Radioiodine treatment was developed in the 1950s and was one of the very first of the modern nuclear medicine therapies. 131I-sodium iodide is available in solution form or as hard gelatin capsule both for oral administration. Once taken, it is absorbed rapidly (90% within the first hour) from the upper gastrointestinal tract. Within the thyroid gland iodine is taken up by differentiated follicular thyroid cells and can be considered unique in nuclear medicine. Radioiodine is used to treat both thyrotoxicosis (toxic diffuse goitre and toxic nodular goitre) and thyroid cancer. Approximately 400 MBq is administered for the treatment of thyrotoxicosis. Thyroid cancer is a relatively common and often curable malignant neoplasm that usually presents with no symptoms other than a lump in the neck, which may be solitary or multinodular. In the United Kingdom, thyroid cancer represents approximately 1% of all malignancy, the annual incidence being reported at 0.9 per 100,000 men and 2.3 per 100,000 women. Thyroid cancer accounts for nearly 2% of all new cancers diagnosed annually in the United States. The treatment options have evolved considerably over recent years however the use of radioiodine remains an important consideration in the practices of both head and neck surgeons and endocrinologists [9]. Surgery (lobectomy or thyroidectomy) is the first choice of treatment followed by ablation with 131I. Administered activities of 4 GBq and 8 GBq are used to treat primary and metastatic disease respectively. Extensive use of radioiodine over the past 50 years has proven its efficacy, safety and cost effectiveness. It is remarkable since radioiodine treatment has the benefit of no sickness, no hair loss, no nausea, no diarrhoea and no pain. Radioiodine therapy will remain as one of the main forms of treatment for thyroid disorders for the foreseeable future. Clearly this form of therapy stands as a benchmark against which all new forms of radionuclide therapy can be judged.

Radionuclide Synovectomy
Radionuclide synovectomy is widely used in many centres throughout the world. Direct injection of radioactivity into the joint spaces is used for the purpose of synovectomy. The radionuclide of choice is dictated by the size of the joint space. Approximately 185 MBq90Y-colloid is used for the treatment of knee joints, where it is estimated that the order of 100 Gy is delivered to the synovium. 74-150 MBq 186Re-sulphide is used to treat the hip, shoulder and ankles and small metatarsophalangeal/metacarpophalangeal joints may be treated with 10-40 MBq 169Er-citrate colloid. In comparison with surgical synovectomy, radionuclide synovectomy produces comparable results, is less expensive and allows the patient to remain ambulatory. It is often considered the initial procedure of choice for the treatment of patients with hemarthrosis in hemophilia. In addition, local instillation of radiopharmaceuticals can effectively reduce effusions after implantation of prosthesis [10].

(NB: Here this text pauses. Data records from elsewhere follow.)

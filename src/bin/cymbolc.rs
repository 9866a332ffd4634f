//! Backend driver.
//!
//! Reads textual IR, runs every function through the backend pipeline and
//! prints the requested stages.
//!
//! ```bash
//! cymbolc --print-ssa --print-alloc tests/filetest/diamond.tir
//! RUST_LOG=debug cymbolc --print-frame - < input.tir
//! ```

use clap::Parser;
use cymbol_backend::core::CompilationSession;
use cymbol_backend::pipeline::{compile_function, PipelineOptions};
use cymbol_backend::tir::{parse_ir, render, PrintOptions};
use std::error::Error;
use std::fs;
use std::io::{self, Read};
use std::path::{Path, PathBuf};
use std::process::ExitCode;

#[derive(Parser)]
#[command(name = "cymbolc")]
#[command(about = "Cymbol backend: CFG, dominators, SSA, register allocation and frame layout", long_about = None)]
struct Cli {
    /// Input .tir file, or `-` for stdin
    input: PathBuf,

    /// Print the linked IR
    #[arg(long)]
    print_ir: bool,

    /// Print the CFG before SSA construction
    #[arg(long)]
    print_cfg: bool,

    /// Print the CFG integrity report
    #[arg(long)]
    print_integrity: bool,

    /// Print the reverse post-order
    #[arg(long)]
    print_rpo: bool,

    /// Print dominator, idom and dominance frontier tables
    #[arg(long)]
    print_dom: bool,

    /// Print the CFG in SSA form
    #[arg(long)]
    print_ssa: bool,

    /// Print register and spill slot assignments
    #[arg(long)]
    print_alloc: bool,

    /// Print the stack frame layout
    #[arg(long)]
    print_frame: bool,

    /// Also emit Graphviz dot for the printed graphs
    #[arg(long)]
    dot: bool,

    /// Only compile the named function
    #[arg(long)]
    function: Option<String>,

    /// Scan registers in ascending order instead of callee-saved first
    #[arg(long)]
    no_prefer_callee_saved: bool,

    /// Fail when the spill area would exceed this many slots
    #[arg(long)]
    max_spill_slots: Option<u32>,

    /// Treat frame layout violations as errors
    #[arg(long)]
    strict_layout: bool,

    /// Print session statistics at the end
    #[arg(long)]
    stats: bool,
}

impl Cli {
    fn print_options(&self) -> PrintOptions {
        PrintOptions {
            ir: self.print_ir,
            cfg: self.print_cfg,
            integrity: self.print_integrity,
            rpo: self.print_rpo,
            dom: self.print_dom,
            ssa: self.print_ssa,
            alloc: self.print_alloc,
            frame: self.print_frame,
            dot: self.dot,
        }
    }

    fn pipeline_options(&self) -> PipelineOptions {
        let mut options = PipelineOptions {
            strict_layout: self.strict_layout,
            ..PipelineOptions::default()
        };
        options.allocator.prefer_callee_saved = !self.no_prefer_callee_saved;
        options.allocator.max_spill_slots = self.max_spill_slots;
        options
    }
}

fn read_input(path: &Path) -> io::Result<String> {
    if path.as_os_str() == "-" {
        let mut buffer = String::new();
        io::stdin().read_to_string(&mut buffer)?;
        Ok(buffer)
    } else {
        fs::read_to_string(path)
    }
}

fn run(cli: &Cli) -> Result<(), Box<dyn Error>> {
    let text = read_input(&cli.input)
        .map_err(|e| format!("cannot read {}: {}", cli.input.display(), e))?;
    let funcs = parse_ir(&text)?;

    let session = CompilationSession::new();
    let print = cli.print_options();
    let options = cli.pipeline_options();
    for func in &funcs {
        if cli.function.as_deref().is_some_and(|name| name != func.name()) {
            continue;
        }
        let compiled = compile_function(&session, func, &options)?;
        print!("{}", render(func, &compiled, &print)?);
    }

    if cli.stats {
        print!("{}", session.stats());
    }
    Ok(())
}

fn main() -> ExitCode {
    env_logger::init();
    let cli = Cli::parse();

    match run(&cli) {
        Ok(()) => ExitCode::SUCCESS,
        Err(e) => {
            eprintln!("error: {}", e);
            ExitCode::FAILURE
        }
    }
}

Treatment regimens for polycythaemia are usually based on an intravenous injection of 74-111 MBq 32P orthophosphate (PO43-) per square meter body surface area. 32P is incorporated into the nucleic acids of rapidly proliferating cells. The therapeutic aim is to suppress hyperproliferative cells rather than to eradicate them. The clinical use of 32P therapy in polycythaemia is variable and the widespread future of this form of treatment is uncertain.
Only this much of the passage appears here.